HELP! Police at my door - apparently I have committed an offence.........

650 replies

TheAccused · 20/04/2013 16:20

Police just came as they have received a complaint against me.

Yesterday afternoon I nip to Tesco after school pick up. No P&C spaces so I park further down in a row of which is almost all empty spaces. I have a large 7 seater (4 DC) and get fed up of people parking so close that I can't get the toddler into his car seat without a struggle, so I park a quarter way over the next space hoping no one will park in that space as there are plenty more empty spaces next to it. I rush round, get a call from DD as she has forgotten her keys and is waiting outside the front door at home, so go quicker, get outside and find some BUFFOON has parked in the space I have parked over, so close that I can only just about get the door open on the toddler's side. The next space was empty!
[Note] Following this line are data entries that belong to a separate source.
//! Axis-aligned boxes around detected blobs, and the overlap merge that turns
//! a set of per-component boxes into a set of disjoint maximal boxes.
//!
//! Coordinates are pixel coordinates of a single tile with (0, 0) in the upper
//! left corner. `(x1, y1)` is inclusive, `(x2, y2)` is one past the last pixel.
//!
//! Merging is done with a disjoint-set forest over box indices. Each set keeps
//! a running bounding box, so a merge is visible to every member of the set
//! without sharing mutable boxes between owners.

use serde::{Deserialize, Serialize};
use std::cmp::{max, min};

/// A rectangle in tile pixel coordinates.
#[derive(Debug, Clone, Copy, PartialEq, Eq, Hash, PartialOrd, Ord, Default)]
pub struct BBox {
    pub x1: u32,
    pub y1: u32,
    pub x2: u32,
    pub y2: u32,
}

impl BBox {
    /// Creates a box from two opposite corners, reordering them so that
    /// `x1 <= x2` and `y1 <= y2`.
    #[inline]
    pub fn new(x1: u32, y1: u32, x2: u32, y2: u32) -> Self {
        Self {
            x1: min(x1, x2),
            y1: min(y1, y2),
            x2: max(x1, x2),
            y2: max(y1, y2),
        }
    }

    #[inline]
    pub fn width(&self) -> u32 {
        self.x2 - self.x1
    }

    #[inline]
    pub fn height(&self) -> u32 {
        self.y2 - self.y1
    }

    #[inline]
    pub fn area(&self) -> u64 {
        self.width() as u64 * self.height() as u64
    }

    #[inline]
    pub fn is_empty(&self) -> bool {
        self.width() == 0 || self.height() == 0
    }

    /// Taxicab distance from `(x1, y1)` to `(x2, y2)`.
    #[inline]
    pub fn taxicab_diagonal(&self) -> u32 {
        self.width() + self.height()
    }

    /// Separating-axis test with inclusive edges: boxes that only touch count
    /// as overlapping.
    #[inline]
    pub fn overlaps(&self, other: &BBox) -> bool {
        !(self.x1 > other.x2 || self.x2 < other.x1 || self.y1 > other.y2 || self.y2 < other.y1)
    }

    /// Minimal box containing both `self` and `other`.
    #[inline]
    pub fn union(&self, other: &BBox) -> BBox {
        BBox {
            x1: min(self.x1, other.x1),
            y1: min(self.y1, other.y1),
            x2: max(self.x2, other.x2),
            y2: max(self.y2, other.y2),
        }
    }

    /// Expands the shorter side of the box to match the longer one, centered on
    /// the original box and shifted as needed to stay inside a
    /// `width × height` tile.
    ///
    /// The side lengths entering the computation are `x2 - x1 - 1` and
    /// `y2 - y1 - 1`; the resulting square has raw extent one more than the
    /// longer of the two, capped at the tile dimension.
    pub fn square_within(&self, width: u32, height: u32) -> BBox {
        if self.is_empty() {
            return *self;
        }

        let bw = self.x2 as i64 - self.x1 as i64 - 1;
        let bh = self.y2 as i64 - self.y1 as i64 - 1;
        let mut squared = *self;

        if bw > bh {
            let side = (bw + 1).min(height as i64);
            let y1 = (self.y1 as i64 + self.y2 as i64 - bw)
                .div_euclid(2)
                .clamp(0, height as i64 - side);
            squared.y1 = y1 as u32;
            squared.y2 = (y1 + side) as u32;
        } else {
            let side = (bh + 1).min(width as i64);
            let x1 = (self.x1 as i64 + self.x2 as i64 - bh)
                .div_euclid(2)
                .clamp(0, width as i64 - side);
            squared.x1 = x1 as u32;
            squared.x2 = (x1 + side) as u32;
        }

        squared
    }
}

/// How thoroughly [`remove_overlaps`] merges overlapping boxes.
#[derive(Debug, Clone, Copy, PartialEq, Eq, Default, Serialize, Deserialize)]
#[serde(rename_all = "snake_case")]
pub enum MergeStrategy {
    /// One pass per box in input order. Candidates are boxes with an original
    /// corner within the taxicab diagonal of the current box, measured from its
    /// upper-left corner. Chains of three or more boxes may stay unmerged.
    SinglePass,

    /// Merge any two overlapping sets until nothing changes. The result is
    /// transitively closed.
    #[default]
    FixedPoint,
}

/// Disjoint-set forest over box indices with a running bounding box per set.
struct BoxSets {
    parent: Vec<usize>,
    bounds: Vec<BBox>,
}

impl BoxSets {
    fn new(boxes: &[BBox]) -> Self {
        Self {
            parent: (0..boxes.len()).collect(),
            bounds: boxes.to_vec(),
        }
    }

    fn find(&mut self, mut index: usize) -> usize {
        while self.parent[index] != index {
            self.parent[index] = self.parent[self.parent[index]];
            index = self.parent[index];
        }
        index
    }

    /// Joins the sets of `a` and `b` and returns the surviving root.
    fn union(&mut self, a: usize, b: usize) -> usize {
        let (ra, rb) = (self.find(a), self.find(b));
        if ra == rb {
            return ra;
        }
        let (root, child) = if ra < rb { (ra, rb) } else { (rb, ra) };
        self.parent[child] = root;
        self.bounds[root] = self.bounds[root].union(&self.bounds[child]);
        root
    }

    fn bounds_of(&mut self, index: usize) -> BBox {
        let root = self.find(index);
        self.bounds[root]
    }

    /// Distinct set bounds, sorted and de-duplicated by value.
    fn into_boxes(mut self) -> Vec<BBox> {
        let roots: Vec<usize> = (0..self.parent.len())
            .filter(|&i| self.find(i) == i)
            .collect();
        let mut out: Vec<BBox> = roots.into_iter().map(|i| self.bounds[i]).collect();
        out.sort_unstable();
        out.dedup();
        out
    }
}

/// Returns boxes that contain the given boxes, replacing every group of
/// overlapping boxes by their minimal enclosing box.
pub fn remove_overlaps(boxes: &[BBox], strategy: MergeStrategy) -> Vec<BBox> {
    let mut sets = BoxSets::new(boxes);

    match strategy {
        MergeStrategy::SinglePass => single_pass(boxes, &mut sets),
        MergeStrategy::FixedPoint => fixed_point(boxes.len(), &mut sets),
    }

    sets.into_boxes()
}

fn single_pass(boxes: &[BBox], sets: &mut BoxSets) {
    // Corners are indexed at their original positions; the boxes they point
    // to grow as sets merge.
    let corners: Vec<(i64, i64, usize)> = boxes
        .iter()
        .enumerate()
        .flat_map(|(i, b)| {
            [
                (b.x1 as i64, b.y1 as i64, i),
                (b.x2 as i64, b.y2 as i64, i),
            ]
        })
        .collect();

    for (i, origin) in boxes.iter().enumerate() {
        let (ox, oy) = (origin.x1 as i64, origin.y1 as i64);
        let radius = sets.bounds_of(i).taxicab_diagonal() as i64;

        for &(cx, cy, j) in &corners {
            if (cx - ox).abs() + (cy - oy).abs() > radius {
                continue;
            }

            let current = sets.bounds_of(i);
            let near = sets.bounds_of(j);
            if current != near && current.overlaps(&near) {
                sets.union(i, j);
            }
        }
    }
}

fn fixed_point(len: usize, sets: &mut BoxSets) {
    loop {
        let mut merged = false;

        for i in 0..len {
            for j in (i + 1)..len {
                if sets.find(i) == sets.find(j) {
                    continue;
                }
                if sets.bounds_of(i).overlaps(&sets.bounds_of(j)) {
                    sets.union(i, j);
                    merged = true;
                }
            }
        }

        if !merged {
            break;
        }
    }
}

/// Picks the box with the largest area. Ties go to the lowest `x1`, then the
/// lowest `y1`.
pub fn largest(boxes: &[BBox]) -> Option<BBox> {
    boxes.iter().copied().min_by(|a, b| {
        b.area()
            .cmp(&a.area())
            .then(a.x1.cmp(&b.x1))
            .then(a.y1.cmp(&b.y1))
    })
}

#[cfg(test)]
mod tests {
    use super::*;

    #[test]
    fn test_new_reorders_corners() {
        let b = BBox::new(10, 20, 2, 4);
        assert_eq!(b, BBox { x1: 2, y1: 4, x2: 10, y2: 20 });
        assert_eq!(b.taxicab_diagonal(), 8 + 16);
    }

    #[test]
    fn test_overlaps_is_inclusive() {
        let a = BBox::new(0, 0, 10, 10);
        assert!(a.overlaps(&BBox::new(10, 0, 20, 10)));
        assert!(!a.overlaps(&BBox::new(11, 0, 20, 10)));
        assert!(!a.overlaps(&BBox::new(0, 11, 10, 20)));
    }

    #[test]
    fn test_two_overlapping_boxes_merge_to_union() {
        let boxes = [BBox::new(0, 0, 10, 10), BBox::new(5, 5, 15, 15)];
        for strategy in [MergeStrategy::SinglePass, MergeStrategy::FixedPoint] {
            assert_eq!(
                remove_overlaps(&boxes, strategy),
                vec![BBox::new(0, 0, 15, 15)]
            );
        }
    }

    #[test]
    fn test_disjoint_boxes_are_unchanged() {
        let boxes = [
            BBox::new(0, 0, 5, 5),
            BBox::new(20, 20, 30, 30),
            BBox::new(40, 0, 45, 8),
        ];
        assert_eq!(
            remove_overlaps(&boxes, MergeStrategy::FixedPoint),
            boxes.to_vec()
        );
        assert_eq!(
            remove_overlaps(&boxes, MergeStrategy::SinglePass),
            boxes.to_vec()
        );
    }

    #[test]
    fn test_fixed_point_closes_chains() {
        // The merged union of the first two reaches the third only after the
        // first merge has happened.
        let boxes = [
            BBox::new(0, 0, 4, 4),
            BBox::new(3, 3, 12, 6),
            BBox::new(11, 0, 14, 2),
        ];
        assert_eq!(
            remove_overlaps(&boxes, MergeStrategy::FixedPoint),
            vec![BBox::new(0, 0, 14, 6)]
        );
    }

    #[test]
    fn test_single_pass_can_leave_overlaps() {
        let boxes = [
            BBox::new(30, 17, 37, 27),
            BBox::new(52, 17, 65, 36),
            BBox::new(22, 32, 42, 43),
            BBox::new(16, 23, 19, 30),
            BBox::new(41, 8, 61, 24),
        ];

        let single = remove_overlaps(&boxes, MergeStrategy::SinglePass);
        assert_eq!(
            single,
            vec![
                BBox::new(16, 23, 19, 30),
                BBox::new(22, 8, 65, 43),
                BBox::new(30, 17, 37, 27),
            ]
        );
        assert!(single[1].overlaps(&single[2]));

        assert_eq!(
            remove_overlaps(&boxes, MergeStrategy::FixedPoint),
            vec![BBox::new(16, 23, 19, 30), BBox::new(22, 8, 65, 43)]
        );
    }

    #[test]
    fn test_single_box_and_empty_input() {
        assert!(remove_overlaps(&[], MergeStrategy::FixedPoint).is_empty());
        let one = [BBox::new(1, 2, 3, 4)];
        assert_eq!(remove_overlaps(&one, MergeStrategy::SinglePass), one.to_vec());
    }

    #[test]
    fn test_duplicates_are_collapsed() {
        let b = BBox::new(1, 1, 5, 5);
        assert_eq!(remove_overlaps(&[b, b], MergeStrategy::FixedPoint), vec![b]);
    }

    #[test]
    fn test_largest_breaks_ties_by_position() {
        let boxes = [
            BBox::new(10, 0, 20, 10),
            BBox::new(0, 30, 10, 40),
            BBox::new(0, 0, 5, 5),
        ];
        assert_eq!(largest(&boxes), Some(BBox::new(0, 30, 10, 40)));
        assert_eq!(largest(&[]), None);
    }

    #[test]
    fn test_square_expands_height_centered() {
        // bw = 19, bh = 9 -> y1 = (40 + 50 - 19) div 2 = 35, y2 = 35 + 20.
        let squared = BBox::new(10, 40, 30, 50).square_within(100, 100);
        assert_eq!(squared, BBox::new(10, 35, 30, 55));
        assert_eq!(squared.width(), squared.height());
    }

    #[test]
    fn test_square_shifts_inside_tile() {
        let squared = BBox::new(80, 95, 100, 100).square_within(100, 100);
        assert_eq!(squared, BBox::new(80, 80, 100, 100));

        let squared = BBox::new(0, 0, 3, 30).square_within(100, 100);
        assert_eq!(squared, BBox::new(0, 0, 30, 30));
    }

    #[test]
    fn test_square_caps_at_tile_dimension() {
        let squared = BBox::new(0, 0, 100, 10).square_within(100, 40);
        assert_eq!(squared, BBox::new(0, 0, 100, 40));
    }
}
As a see this, I hold my hands up and say to the DC, 'For gods sake, why did this idiot have to park so close' not seeing that there is a teenage boy sat in the car. I was not actually talking TO him at that point.

Conversation then goes something like this:
Boy shouts out 'my dad parked it not me'. I say something like, 'well you should tell him that I parked like this so I could get my child in car, now I can't, he could have parked further along'. He says' you should'nt have parked over the line'. I tell him I can park where I like, there's no law against it. He says 'well we can park where we like as well'. I tell him it would be common decency for his father to make sure the next car can open their doors. As I am in a rush, I try to squeeze DS through the door, hitting his head in the process. He starts crying. The boy in the next car laughs. I take the trolley back muttering 'tosser' to myself and give him an evil stare as I drive off furious at myself for not parking in the middle of 2 spaces and for even having a dialogue with the boy.
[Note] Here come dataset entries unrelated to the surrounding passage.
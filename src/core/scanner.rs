//! The activation scanner.
//!
//! Runs the whole dataset through the classifier once, batch by batch and in
//! list order, and collapses every unit map to a single value per image. The
//! full maps are dropped right after each batch to bound memory; the montage
//! builder recomputes them for the few images it needs.

use super::{
    activation::{ActivationMatrix, Reduction},
    classifier::Classifier,
    dataset::Dataset,
    error::{Error, Result},
};
use fxhash::FxHashMap;
use tracing::{debug, info};

/// What a scan processed.
#[derive(Debug, Clone, Default, PartialEq, Eq)]
pub struct ScanReport {
    /// Number of images in each batch, in order.
    pub batch_sizes: Vec<usize>,
}

impl ScanReport {
    pub fn images(&self) -> usize {
        self.batch_sizes.iter().sum()
    }
}

/// Scans `dataset` and returns one matrix of spatial maxima per layer.
pub fn scan(
    dataset: &Dataset,
    classifier: &mut dyn Classifier,
    layers: &[&str],
    batch_size: usize,
) -> Result<(FxHashMap<String, ActivationMatrix>, ScanReport)> {
    scan_with(dataset, classifier, layers, batch_size, Reduction::Max)
}

/// Scans `dataset` and returns one matrix of global-average-pooled features
/// per layer.
pub fn extract_features(
    dataset: &Dataset,
    classifier: &mut dyn Classifier,
    layers: &[&str],
    batch_size: usize,
) -> Result<(FxHashMap<String, ActivationMatrix>, ScanReport)> {
    scan_with(dataset, classifier, layers, batch_size, Reduction::Mean)
}

/// Scans `dataset`, reducing every unit map with `reduction`.
pub fn scan_with(
    dataset: &Dataset,
    classifier: &mut dyn Classifier,
    layers: &[&str],
    batch_size: usize,
    reduction: Reduction,
) -> Result<(FxHashMap<String, ActivationMatrix>, ScanReport)> {
    if dataset.is_empty() {
        return Err(Error::EmptyDataset);
    }

    let batch_size = batch_size.max(1);
    let num_batches = dataset.num_batches(batch_size);
    let mut matrices: FxHashMap<String, ActivationMatrix> = FxHashMap::default();
    let mut report = ScanReport::default();

    for (batch_idx, batch) in dataset.batches(batch_size).enumerate() {
        let (batch, _paths) = batch?;
        info!("{} / {}", batch_idx + 1, num_batches);

        let activations = classifier.embed(&batch, layers)?;
        let start = batch_idx * batch_size;

        for &layer in layers {
            let maps = activations
                .get(layer)
                .ok_or_else(|| Error::MissingLayer(layer.to_string()))?;
            if maps.images() != batch.len() {
                return Err(Error::InvalidShape {
                    expected: format!("{} maps for layer {layer}", batch.len()),
                    got: format!("{} maps", maps.images()),
                });
            }

            let matrix = matrices.entry(layer.to_string()).or_insert_with(|| {
                debug!(layer, units = maps.units(), "allocating activation matrix");
                ActivationMatrix::new(layer, dataset.paths().to_vec(), maps.units())
            });

            matrix.write_rows(start, maps, reduction)?;
        }

        report.batch_sizes.push(batch.len());
    }

    Ok((matrices, report))
}

#[cfg(test)]
mod tests {
    use super::*;
    use crate::core::{
        activation::{FeatureMaps, LayerActivations},
        dataset::{ImageBatch, Transform},
    };
    use image::{Rgb, RgbImage};

    /// Reports each image's mean normalized red value as a 1x1 map.
    struct RedProbe;

    impl Classifier for RedProbe {
        fn name(&self) -> &str {
            "red_probe"
        }

        fn layer_names(&self) -> Vec<&str> {
            vec!["red"]
        }

        fn embed(&mut self, batch: &ImageBatch, _layers: &[&str]) -> Result<LayerActivations> {
            let plane = batch.height() * batch.width();
            let data = (0..batch.len())
                .map(|i| batch.image(i)[..plane].iter().sum::<f32>() / plane as f32)
                .collect();
            let mut out = LayerActivations::default();
            out.insert("red".into(), FeatureMaps::new(batch.len(), 1, 1, 1, data)?);
            Ok(out)
        }
    }

    #[test]
    fn test_scan_keeps_row_order() {
        let dir = tempfile::tempdir().unwrap();
        let reds = [10u8, 200, 90, 250, 0];
        let paths: Vec<_> = reds
            .iter()
            .enumerate()
            .map(|(i, &r)| {
                let path = dir.path().join(format!("{i}.png"));
                RgbImage::from_pixel(4, 4, Rgb([r, 0, 0])).save(&path).unwrap();
                path
            })
            .collect();
        let dataset = Dataset::new(paths, Transform::imagenet(4, 4)).unwrap();

        let (matrices, report) = scan(&dataset, &mut RedProbe, &["red"], 2).unwrap();
        assert_eq!(report.batch_sizes, vec![2, 2, 1]);

        let matrix = &matrices["red"];
        assert_eq!(matrix.rows(), 5);
        assert_eq!(matrix.ranking(0).top_k(3), &[3, 1, 2]);
    }

    /// Drops the last image of every batch.
    struct ShortBatches;

    impl Classifier for ShortBatches {
        fn name(&self) -> &str {
            "short_batches"
        }

        fn layer_names(&self) -> Vec<&str> {
            vec!["red"]
        }

        fn embed(&mut self, batch: &ImageBatch, _layers: &[&str]) -> Result<LayerActivations> {
            let images = batch.len() - 1;
            let mut out = LayerActivations::default();
            out.insert("red".into(), FeatureMaps::new(images, 1, 1, 1, vec![5.0; images])?);
            Ok(out)
        }
    }

    #[test]
    fn test_short_classifier_output_fails() {
        let dir = tempfile::tempdir().unwrap();
        let paths: Vec<_> = (0..4)
            .map(|i| {
                let path = dir.path().join(format!("{i}.png"));
                RgbImage::new(4, 4).save(&path).unwrap();
                path
            })
            .collect();
        let dataset = Dataset::new(paths, Transform::imagenet(4, 4)).unwrap();

        assert!(matches!(
            scan(&dataset, &mut ShortBatches, &["red"], 2),
            Err(Error::InvalidShape { .. })
        ));
    }

    #[test]
    fn test_missing_layer_fails() {
        let dir = tempfile::tempdir().unwrap();
        let path = dir.path().join("a.png");
        RgbImage::new(4, 4).save(&path).unwrap();
        let dataset = Dataset::new(vec![path], Transform::imagenet(4, 4)).unwrap();

        assert!(matches!(
            scan(&dataset, &mut RedProbe, &["blue"], 4),
            Err(Error::MissingLayer(_))
        ));
    }
}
So police just came and said I had committed a public disorder offence as I was 'shouting, screaming and swearing' at the boy which has left him very shaken as he suffers from anxiety. The boy wants a written apology from me and if I do that, it will not go any further. Otherwise I will have be interviewed and give a written statement.

I have said that I am not apologising as I have not committed any offence and the boy was mouthing back to me very confidently and did definitely not look anxious to me! I do actually suffer from anxiety and depression and this has completely knocked me for 6.

The police will call me to arrange an interview next week. I can't believe it. I am pretty sure I did not even raise my voice. There was no one else about except my DCs and they are adamant I did not shout or swear (I have even started doubting myself). I am going back to the store on Monday to request the CCTV footage but they are not sure if anything will show up in the car park and it probably won't have picked up my voice anyway to prove I was not shouting.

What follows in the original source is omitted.